As a mother, a wife, a friend, I feel I take on the other person’s energy too much. I never thought I was an empath, but I think I have evolved into one over the last few years. But this can be hard. If you, as an empath, is going to take on everybody else’s energy (usually the low vibes), imagine how you are going to feel. So, this is what I meant by I am learning to stand back and think through a situation.
Nowadays, when anyone close to me comes to me with a problem, rather than take on the low energy, I consciously pass on some of my positive vibes to them and let them carry on, on their journey called life. Some battles can be fought together, some for another and others that really need to be faced by the person, alone.

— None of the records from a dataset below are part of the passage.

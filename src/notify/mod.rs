//! Operator notifications
//!
//! Delivery is fire-and-forget: a failed send is logged and dropped, it
//! never reaches the caller.

mod telegram;

pub use telegram::TelegramNotifier;

use async_trait::async_trait;

/// Trait for notification sinks
#[async_trait]
pub trait Notifier: Send + Sync {
    /// Deliver `text` to the operator
    async fn notify(&self, text: &str);
}

/// Notifier that only writes to the log. Used by headless runs.
#[derive(Debug, Clone, Default)]
pub struct LogNotifier;

#[async_trait]
impl Notifier for LogNotifier {
    async fn notify(&self, text: &str) {
        tracing::info!(target: "tradewatch::notify", "{}", text);
    }
}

Another thing I am getting good at – to truly believe that the Universe has my back. In fact, nothing is truer than this. If each one of us believed in this, we would live life differently. You may think – “it’s easy for you to say this, Obu”. I say this not because things always go to plan. In fact, a client who has been with me for a while and was quite happy with my service moved away. I only knew about this when I called to wish her a happy birthday (yes, I make the ‘happy birthday’ call to a lot of people and I love the joy that this call brings to people, both my clients and friends). Instead of being angry or frustrated, I wished her luck and told her to touch base with me if she ever needed anything.

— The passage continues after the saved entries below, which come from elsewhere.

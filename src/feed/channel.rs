//! In-process price feed driven by the caller

use super::{FeedError, FeedEvent, FeedSubscription, PriceFeed, PriceTick};
use async_trait::async_trait;
use rust_decimal::Decimal;
use std::sync::Arc;
use tokio::sync::{mpsc, Mutex};

#[derive(Debug, Default)]
struct ChannelFeedState {
    symbol: String,
    sender: Option<mpsc::Sender<FeedEvent>>,
    subscriptions: usize,
}

/// Feed whose ticks are pushed by hand. Serves replays and tests.
///
/// Like the exchange feed it accepts one subscriber at a time; a second
/// `subscribe` while the first is still open fails with [`FeedError::Busy`].
#[derive(Debug, Clone, Default)]
pub struct ChannelFeed {
    state: Arc<Mutex<ChannelFeedState>>,
}

impl ChannelFeed {
    pub fn new() -> Self {
        Self::default()
    }

    /// Deliver a price to the current subscriber. Returns `false` if nobody
    /// is subscribed.
    pub async fn push(&self, price: Decimal) -> bool {
        let (sender, symbol) = {
            let state = self.state.lock().await;
            (state.sender.clone(), state.symbol.clone())
        };
        match sender {
            Some(tx) => tx
                .send(FeedEvent::Tick(PriceTick::now(symbol, price)))
                .await
                .is_ok(),
            None => false,
        }
    }

    /// Simulate a dropped connection
    pub async fn disconnect(&self) -> bool {
        let sender = self.state.lock().await.sender.take();
        match sender {
            Some(tx) => tx.send(FeedEvent::Disconnected).await.is_ok(),
            None => false,
        }
    }

    /// Whether a subscriber currently holds the stream open
    pub async fn is_subscribed(&self) -> bool {
        self.state
            .lock()
            .await
            .sender
            .as_ref()
            .is_some_and(|tx| !tx.is_closed())
    }

    /// Total subscriptions handed out so far
    pub async fn subscription_count(&self) -> usize {
        self.state.lock().await.subscriptions
    }
}

#[async_trait]
impl PriceFeed for ChannelFeed {
    async fn subscribe(&self, symbol: &str) -> Result<FeedSubscription, FeedError> {
        let mut state = self.state.lock().await;
        if state.sender.as_ref().is_some_and(|tx| !tx.is_closed()) {
            return Err(FeedError::Busy(symbol.to_string()));
        }

        let (tx, rx) = mpsc::channel(1024);
        state.symbol = symbol.to_string();
        state.sender = Some(tx);
        state.subscriptions += 1;

        Ok(FeedSubscription::new(symbol, rx, vec![]))
    }
}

I believe that there is a ‘season’ and a ‘reason’ why people come into our lives. I also believe that when one door closes, another opens. This has never been truer in my life this year than ever before (or maybe I am finally realising the truth in this). Getting older has its benefits – becoming wiser (ha ha ha).
The third thing that I want to share from June is to feel the fear and do it anyway. Let me establish some ground here. I just don’t like needles or blood and that is the key reason why I never studied to become a doctor even though I scored good marks in my VCE. So, when I chose to take the vaccine (yes, you now know my age), it was a real struggle for me. Only because, I actually did not want to take the vaccine for as long as possible but add to it my fear of needles.
This was during the lockdown, so I had to go alone. As I was driving to the hospital, I was analysing this ‘fear’. I was remembering all the times in the past when I felt the fear and did it anyway. Like getting the epidural – who likes needles, that too in their spinal cord? I did it for my babies. Times when I’ve been brave for others – like the first time my son had asthma and he nearly died from 75% of his lung being shut down. In hindsight, those were scarier than some things I now fear (mostly business decisions).
Maybe we should all make a list of the top 10 scary things we have faced in the past. When we struggle in the present moment with fear, it will help us to look at this list and know how brave we have been.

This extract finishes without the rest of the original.